Last month I did not send a newsletter as I usually do, the week before Threshold Circle.
It was agonizing to strive for it, then - to experience an anticipatory loss inside of this effort: to run out of time. To recognize, as I did - that I would not have time to make it happen with the care and love that I typically pour into writing a reflective piece and weaving it into an offering to you.
As the days ticked by, and my internal deadline for getting that newsletter out came and went, I started to realize: I would need to hold myself with compassion to move through this moment.
And there was a difficult choice. Either I was going to hold onto getting it out at all costs, and sacrifice the quality of what was written.
Or - I was going to let it go, and not send out anything at all.
Now, there’s something you need to know about me to appreciate my decision and the difficulty of the path that I took.
Showing up consistently, regularly and predictably is a core value of mine.
It’s something I like to expect from my family and friends and of course, as with all core values, I expect it from myself most of all. Especially in service to my calling, especially in service to building my doula practice.
It was an agonizingly hard decision and not without lots of hand wringing that I decided that I just could not force it - I decided I must let it go.
I felt as though I had given up on myself. I felt as though I had given up on my value of showing up with consistency.
And I also felt (and clearly I still do!) lots of doubt mixed with a hefty dose of remorse - should I have just sent it out without my writing? Should I have prioritized the regularity, the consistency, the predictability to you, my community of readers - and gotten something out anyway, left out the reflection?
Yes, I could have done that.
And yes, I could put myself endlessly through the cycle of what ifs and should haves.
But I didn’t.
And do you know what I found instead?
Yes, that’s right. I was able to open to self-compassion.
It was a wholesome, full-bodied forgiveness. I held my heart [I held my quiet and unfulfilled yearnings to show up with what I call consistency] in the tender soft place of my cradled arms. Metaphorically, of course. The same place where I held my three babies many years ago.
And I found my way to giving myself the grace of forgiveness. I found my way towards making peace with myself.

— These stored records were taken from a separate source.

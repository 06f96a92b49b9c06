// Test utilities available to both unit and integration tests
// Only compiled when testing

use rust_xlsxwriter::{Formula, Workbook as XlsxWriter};
use serde_json::Value;

use crate::ingestor::{Ingestor, IngestorBuilder};

/// Build an in-memory xlsx file with one sheet per `(name, rows)` pair.
///
/// `rows` is a JSON array of arrays. Strings starting with `=` are written
/// as formulas, `null` leaves the cell empty.
pub fn build_xlsx(sheets: &[(&str, Value)]) -> Result<Vec<u8>, anyhow::Error> {
    let mut workbook = XlsxWriter::new();

    for (name, rows) in sheets {
        let worksheet = workbook.add_worksheet();
        worksheet.set_name(*name)?;

        let rows = rows
            .as_array()
            .ok_or_else(|| anyhow::anyhow!("Fixture rows must be a JSON array"))?;
        for (row_index, row) in rows.iter().enumerate() {
            let cells = row
                .as_array()
                .ok_or_else(|| anyhow::anyhow!("Fixture row {row_index} must be a JSON array"))?;
            for (col_index, cell) in cells.iter().enumerate() {
                let (row_index, col_index) = (row_index as u32, col_index as u16);
                match cell {
                    Value::Null => {}
                    Value::String(s) if s.starts_with('=') => {
                        worksheet.write_formula(row_index, col_index, Formula::new(s.as_str()))?;
                    }
                    Value::String(s) => {
                        worksheet.write_string(row_index, col_index, s.as_str())?;
                    }
                    Value::Number(n) => {
                        let number = n
                            .as_f64()
                            .ok_or_else(|| anyhow::anyhow!("Fixture number {n} is not an f64"))?;
                        worksheet.write_number(row_index, col_index, number)?;
                    }
                    Value::Bool(b) => {
                        worksheet.write_boolean(row_index, col_index, *b)?;
                    }
                    other => anyhow::bail!("Unsupported fixture cell: {other}"),
                }
            }
        }
    }

    Ok(workbook.save_to_buffer()?)
}

/// Single-sheet xlsx fixture; panics on malformed fixture data.
#[allow(dead_code)]
pub fn xlsx_fixture(rows: Value) -> Vec<u8> {
    build_xlsx(&[("Sheet1", rows)]).unwrap()
}

/// Ingestor with the default configuration except for the batch size.
#[allow(dead_code)]
pub fn create_test_ingestor(batch_size: Option<usize>) -> Ingestor {
    IngestorBuilder::new().batch_size(batch_size).build().unwrap()
}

It comes after many years of self-imposed shame and suffering for the things on my to-do list that I don’t get to. And I still struggle with these acts of micro-inner-animosity.
If you are still reading along with me, I encourage you to think of some way you have held yourself hostage to your own standards. Maybe something you said you would do, or something you promised yourself you would follow through on. Something where you let yourself down.
What might help you soften into the crook of your own cradled arms? And offer some peace and love?
Yes, this is a practice.
A practice of showing up with imperfection.
And loving myself anyway.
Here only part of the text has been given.